Wednesday, September 11, 2013

The spice of fall

Fall is fast approaching, which is completely okay because it's undoubtedly my favorite time of year. I love summer and all that comes with it here in Maine, but autumn in New England just can't be beat. The warm days and cool nights of September are a nice relief from the humidity of August, and the crisp days and foliage in October make me want to be outside as much as possible. Not to mention fall also brings cross-country season, football season, and hunting season. What's not to love?

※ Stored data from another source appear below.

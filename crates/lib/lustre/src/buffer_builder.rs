use lustre_backend::{ash::vk, vulkan, BackendError, Device};
use std::ops::Range;
use vulkan::buffer::{Buffer, BufferDesc};

pub trait BufferDataSource {
    fn as_bytes(&self) -> &[u8];
    fn alignment(&self) -> u64;
}

struct PendingBufferUpload {
    source: Box<dyn BufferDataSource>,
    offset: u64,
}

impl<T: Copy> BufferDataSource for &'static [T] {
    fn as_bytes(&self) -> &[u8] {
        unsafe {
            std::slice::from_raw_parts(
                self.as_ptr() as *const u8,
                self.len() * std::mem::size_of::<T>(),
            )
        }
    }

    fn alignment(&self) -> u64 {
        std::mem::align_of::<T>() as u64
    }
}

impl<T: Copy> BufferDataSource for Vec<T> {
    fn as_bytes(&self) -> &[u8] {
        unsafe {
            std::slice::from_raw_parts(
                self.as_ptr() as *const u8,
                self.len() * std::mem::size_of::<T>(),
            )
        }
    }

    fn alignment(&self) -> u64 {
        std::mem::align_of::<T>() as u64
    }
}

/// Packs multiple data sources into one GPU buffer upload, returning the
/// aligned offset each source will land at.
pub struct BufferBuilder {
    pending_uploads: Vec<PendingBufferUpload>,
    current_offset: u64,
}

impl Default for BufferBuilder {
    fn default() -> Self {
        Self::new()
    }
}

impl BufferBuilder {
    pub fn new() -> Self {
        Self {
            pending_uploads: Vec::new(),
            current_offset: 0,
        }
    }

    pub fn current_offset(&self) -> u64 {
        self.current_offset
    }

    pub fn append(&mut self, data: impl BufferDataSource + 'static) -> u64 {
        let alignment = data.alignment();
        assert!(alignment.count_ones() == 1);

        let data_start = (self.current_offset + alignment - 1) & !(alignment - 1);
        let data_len = data.as_bytes().len() as u64;

        self.pending_uploads.push(PendingBufferUpload {
            source: Box::new(data),
            offset: data_start,
        });
        self.current_offset = data_start + data_len;

        data_start
    }

    pub fn upload(
        self,
        device: &Device,
        target: &mut Buffer,
        target_offset: u64,
    ) -> Result<(), BackendError> {
        assert!(
            self.pending_uploads
                .iter()
                .map(|chunk| chunk.source.as_bytes().len())
                .sum::<usize>()
                + target_offset as usize
                <= target.desc.size
        );
        let target = target.raw;

        // TODO: share a common staging buffer across uploads
        const STAGING_BYTES: usize = 16 * 1024 * 1024;
        let mut staging_buffer = device.create_buffer(
            BufferDesc::new_cpu_to_gpu(STAGING_BYTES, vk::BufferUsageFlags::TRANSFER_SRC),
            "BufferBuilder staging",
            None,
        )?;

        struct UploadChunk {
            pending_idx: usize,
            src_range: Range<usize>,
        }

        let chunks: Vec<UploadChunk> = self
            .pending_uploads
            .iter()
            .enumerate()
            .flat_map(|(pending_idx, pending)| {
                let byte_count = pending.source.as_bytes().len();
                let chunk_count = (byte_count + STAGING_BYTES - 1) / STAGING_BYTES;
                (0..chunk_count).map(move |chunk| UploadChunk {
                    pending_idx,
                    src_range: chunk * STAGING_BYTES..((chunk + 1) * STAGING_BYTES).min(byte_count),
                })
            })
            .collect();

        for UploadChunk {
            pending_idx,
            src_range,
        } in chunks
        {
            let pending = &self.pending_uploads[pending_idx];
            staging_buffer.allocation.mapped_slice_mut().unwrap()
                [0..(src_range.end - src_range.start)]
                .copy_from_slice(&pending.source.as_bytes()[src_range.start..src_range.end]);

            device.with_setup_cb(|cb| unsafe {
                device.raw.cmd_copy_buffer(
                    cb,
                    staging_buffer.raw,
                    target,
                    &[vk::BufferCopy::builder()
                        .src_offset(0u64)
                        .dst_offset(target_offset + pending.offset + src_range.start as u64)
                        .size((src_range.end - src_range.start) as u64)
                        .build()],
                );
            })?;
        }

        device.immediate_destroy_buffer(staging_buffer);

        Ok(())
    }
}

#[cfg(test)]
mod tests {
    use super::*;

    #[test]
    fn append_aligns_offsets() {
        let mut builder = BufferBuilder::new();
        assert_eq!(builder.append(vec![0u8; 3]), 0);
        assert_eq!(builder.append(vec![0u32; 2]), 4);
        assert_eq!(builder.current_offset(), 12);
        assert_eq!(builder.append(vec![0u8; 1]), 12);
        assert_eq!(builder.append(vec![0u64; 1]), 16);
    }
}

And then you have the food. Every food you cook or every beer you drink during the fall seems to have some sort of spice or flavor in it that define the season. We've all seen them or tasted them, but do we really know what they are or how they can benefit us? Some will be familiar, while others may seem new. Take a look and don't be afraid to try some of these spices in your favorite fall spices--

We've all seen it and tasted it, but what does it actually do? Well, aside from making bland food taste better (oatmeal, anyone?) it can help lower cholesterol, aid in digestion, and balance blood sugar. Try adding cinnamon to the aforementioned oatmeal, sliced apples, or tea.

Try sprinkling some nutmeg on your soup to reduce nausea, indigestion, anxiety, and even toothaches. Be sure to only sprinkle the nutmeg though as it is known to be toxic if consumed in large amounts. Not to mention you can also find nutmeg, along with cinnamon, in many fall beers.

We've all enjoyed ginger ale at one point, perhaps when we're sick or have a stomach ache? That's because ginger has the ability to eliminate gastrointestinal gas while relaxing the intestinal tract. Studies have actually shown that ginger is superior to the over-the-counter drug Dramamine when combating motion sickness. Ginger is also an excellent anti-inflammatory, which has been shown to lead to a reduction in arthritic pain and swelling and an increase in mobility in arthritic joints. Not to mention one teaspoon of ginger has been shown to have similar antioxidant levels as a cup of spinach. Available in several different forms from several different markets, ginger is a common ingredient in apple pie, apple sauce, Asian stir-fry, and of course, gingerbread.

While cloves are available throughout the year, they tend to be more widely used during the holiday seasons. They offer a sweet, warm taste to pumpkin pie, gingerbread, curries, marinades, and even certain types of soups. Cloves offer many health benefits such as reduction in joint inflammation and a decrease in the risk for digestive tract cancers. Clove oil has even been known to relieve toothaches!

Probably lesser known than the four mentioned above, tumeric is full of antioxidants and is great in stews, chilis, and soups. Not only is tumeric a cancer fighter, especially within the digestive system, but it can also help treat respiratory illnesses, liver illnesses, and arthritis.